Lihat ke Halaman Asli

Mengelola Keberagaman Dalam Demokrasi

Diperbarui: 24 Juni 2015   01:21

Kompasiana adalah platform blog. Konten ini menjadi tanggung jawab bloger dan tidak mewakili pandangan redaksi Kompas.

Politik. Sumber ilustrasi: FREEPIK/Freepik

Menurut banyak orang, proses demokrasi kita telah berada pada jalan yang benar, Secara prosedur, hampir semua lembaga demokrasi tersedia cukup baik. Orang bebas mendirikan ormas/partai, otonomi daerah berjalan lancar, kebebasan berpendapat berjalan masif. Namun ketersediaan prosedur demokrasi tidak serta merta menghasilkan pemerintahan demokratis seperti diharapkan. Persoalannya apa yang terjadi dengan demokrasi kita?

Saya setuju dengan Alfred Stepen (Stepen,2000), berbicara demokrasi bukanlah sekedar menyediakan prosedur standar demokrasi, melainkan sebagaimana seharusnya negara memberikan ruang yang sama bagi kelompok-kelompok yang berbeda mengartikulasikan kepentingan-kepentingan mereka? Pada saat yang sama negara juga harus mendorong keterlibatan kelompok-kelompok marginal yang berbeda itu terlibat dalam pengambilan keputusan untuk kehidupan bersama, sehingga dari proses yang demokratis itu memungkinkan lahirnya kebijakan yang adil dan inklusif bagi setiap warga negara.

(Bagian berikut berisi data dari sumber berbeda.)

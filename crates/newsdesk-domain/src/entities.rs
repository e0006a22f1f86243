//! Geopolitical entity categories and the bundle that holds them

use serde::{Deserialize, Serialize};
use std::collections::BTreeSet;
use std::fmt;

/// One of the four fixed entity buckets
#[derive(Debug, Clone, Copy, PartialEq, Eq, Hash, PartialOrd, Ord)]
pub enum EntityCategory {
    /// Country names ("France", "Japan")
    Countries,
    /// Nationality adjectives and demonyms ("French", "Japanese")
    Nationalities,
    /// Named people
    People,
    /// Named organizations (governments, companies, governing bodies)
    Organizations,
}

impl EntityCategory {
    /// Every category, in serialization order
    pub const ALL: [EntityCategory; 4] = [
        EntityCategory::Countries,
        EntityCategory::Nationalities,
        EntityCategory::People,
        EntityCategory::Organizations,
    ];

    /// The JSON key used for this category, both in prompts and in responses
    pub fn key(&self) -> &'static str {
        match self {
            EntityCategory::Countries => "countries",
            EntityCategory::Nationalities => "nationalities",
            EntityCategory::People => "people",
            EntityCategory::Organizations => "organizations",
        }
    }

    /// Look up a category by its JSON key (exact match)
    pub fn from_key(key: &str) -> Option<Self> {
        Self::ALL.into_iter().find(|c| c.key() == key)
    }
}

impl fmt::Display for EntityCategory {
    fn fmt(&self, f: &mut fmt::Formatter<'_>) -> fmt::Result {
        f.write_str(self.key())
    }
}

/// Entities extracted from an article, grouped into four fixed categories
///
/// All four fields are always present; a failed extraction is simply the
/// default, all-empty bundle. Each field is a set of trimmed, non-empty
/// strings deduplicated by exact (case-sensitive) match. Iteration order is
/// not part of the contract.
///
/// # Examples
///
/// ```
/// use newsdesk_domain::{EntityBundle, EntityCategory};
///
/// let mut bundle = EntityBundle::default();
/// bundle.insert(EntityCategory::Countries, "France");
/// bundle.insert(EntityCategory::Countries, " France ");
/// bundle.insert(EntityCategory::Countries, "   ");
/// assert_eq!(bundle.countries.len(), 1);
/// ```
#[derive(Debug, Clone, Default, PartialEq, Eq, Serialize, Deserialize)]
pub struct EntityBundle {
    /// Country names
    #[serde(default)]
    pub countries: BTreeSet<String>,
    /// Nationality adjectives and demonyms
    #[serde(default)]
    pub nationalities: BTreeSet<String>,
    /// Named people
    #[serde(default)]
    pub people: BTreeSet<String>,
    /// Named organizations
    #[serde(default)]
    pub organizations: BTreeSet<String>,
}

impl EntityBundle {
    /// Borrow the set for a category
    pub fn get(&self, category: EntityCategory) -> &BTreeSet<String> {
        match category {
            EntityCategory::Countries => &self.countries,
            EntityCategory::Nationalities => &self.nationalities,
            EntityCategory::People => &self.people,
            EntityCategory::Organizations => &self.organizations,
        }
    }

    fn get_mut(&mut self, category: EntityCategory) -> &mut BTreeSet<String> {
        match category {
            EntityCategory::Countries => &mut self.countries,
            EntityCategory::Nationalities => &mut self.nationalities,
            EntityCategory::People => &mut self.people,
            EntityCategory::Organizations => &mut self.organizations,
        }
    }

    /// Trim `value` and add it to `category`
    ///
    /// Returns `true` only if the value was non-empty after trimming and not
    /// already present.
    pub fn insert(&mut self, category: EntityCategory, value: impl AsRef<str>) -> bool {
        let value = value.as_ref().trim();
        if value.is_empty() {
            return false;
        }
        self.get_mut(category).insert(value.to_string())
    }

    /// Total number of entities across all categories
    pub fn len(&self) -> usize {
        EntityCategory::ALL.iter().map(|c| self.get(*c).len()).sum()
    }

    /// True when every category is empty
    pub fn is_empty(&self) -> bool {
        self.len() == 0
    }
}

#[cfg(test)]
mod tests {
    use super::*;

    #[test]
    fn test_default_is_empty() {
        let bundle = EntityBundle::default();
        assert!(bundle.is_empty());
        for category in EntityCategory::ALL {
            assert!(bundle.get(category).is_empty());
        }
    }

    #[test]
    fn test_insert_dedups_after_trim() {
        let mut bundle = EntityBundle::default();
        assert!(bundle.insert(EntityCategory::Countries, "France"));
        assert!(!bundle.insert(EntityCategory::Countries, "France"));
        assert!(!bundle.insert(EntityCategory::Countries, " France "));

        assert_eq!(bundle.countries.len(), 1);
        assert!(bundle.countries.contains("France"));
    }

    #[test]
    fn test_insert_is_case_sensitive() {
        let mut bundle = EntityBundle::default();
        bundle.insert(EntityCategory::People, "Macron");
        bundle.insert(EntityCategory::People, "macron");
        assert_eq!(bundle.people.len(), 2);
    }

    #[test]
    fn test_insert_rejects_blank() {
        let mut bundle = EntityBundle::default();
        assert!(!bundle.insert(EntityCategory::Organizations, ""));
        assert!(!bundle.insert(EntityCategory::Organizations, " \t "));
        assert!(bundle.is_empty());
    }

    #[test]
    fn test_category_keys() {
        for category in EntityCategory::ALL {
            assert_eq!(EntityCategory::from_key(category.key()), Some(category));
        }
        assert_eq!(EntityCategory::from_key("peoples"), None);
        assert_eq!(EntityCategory::from_key("Countries"), None);
    }

    #[test]
    fn test_serializes_all_four_keys() {
        let json = serde_json::to_value(EntityBundle::default()).unwrap();
        let obj = json.as_object().unwrap();

        assert_eq!(obj.len(), 4);
        for category in EntityCategory::ALL {
            assert_eq!(obj[category.key()], serde_json::json!([]));
        }
    }

    #[test]
    fn test_len_counts_every_category() {
        let mut bundle = EntityBundle::default();
        bundle.insert(EntityCategory::Countries, "Germany");
        bundle.insert(EntityCategory::Nationalities, "German");
        bundle.insert(EntityCategory::People, "Olaf Scholz");
        bundle.insert(EntityCategory::Organizations, "Bundestag");
        assert_eq!(bundle.len(), 4);
    }
}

Pada isu substansi inilah, demokrasi kita dihadapkan oleh berbagai cobaan antara lain: Pertama, negara cq pemerintah masih terlibat dalam kontestasi penyesatan terhadap kelompok non maintream. Ditolaknya judicial review UU 1965 tentang Penodaan Agama (jo UU No.5 tahun 1969), adalah contoh paling nyata. Berdasarkan laporan tahunan kehidupan beragama 2012 oleh Center for Religious and Cross-Cultural Studies (CRCS) UGM. Pemerintah Daerah diindikasikan terlibat bersama kelompok keagamaan dalam menangkal kelompok-kelompok warga dianggap sesat. Atau setidaknya negara terkesan melakukan “pembiaran” ketika kelompok-kelompok dominan melakukan kekerasan terhadap kelompok tertuduh sesat.

Kedua, masih sulitnya bagi kelompok agama “minoritas”, mendapatkan jaminan konstitusi mendirikan rumah ibadah. Kasus paling aktual adalah tertundanya penyelesaian sengekta pendirian rumah ibadah terhadap GKI Taman Yasmin Bogor, HKBP Filadelfia Bekasi dan pembakaran Gereja Tuhan Indonesia (GTI) di Aceh Singkil, padahal ketiganya telah memenuhi syarat admistratif pembangunan rumah ibadah sebagaimana diatur dalam SKB No.1/1969 dan PB No.6/2006.

Menurut laporan CRCS 2012, pada tiga kasus gereja tersebut, pemerintah yang seharusnya melindunginya korban, justru terlibat dalam kontestasi politik “menyenangkan konstituen”. Lebih jauh intoleransi terhadap kelompok minoritas agama ditandai masih maraknya pengerusakan rumah ibadah. Menurut penelitian Melissa Crouch (Crouch 2010) dari The University of Melbourne, pasca reformasi hingga periode pertama 2004 – 2009 kepemimpinan SBY, terdapat sedikitnya 580 rumah ibadah (gereja dan masjid) yang dirusak.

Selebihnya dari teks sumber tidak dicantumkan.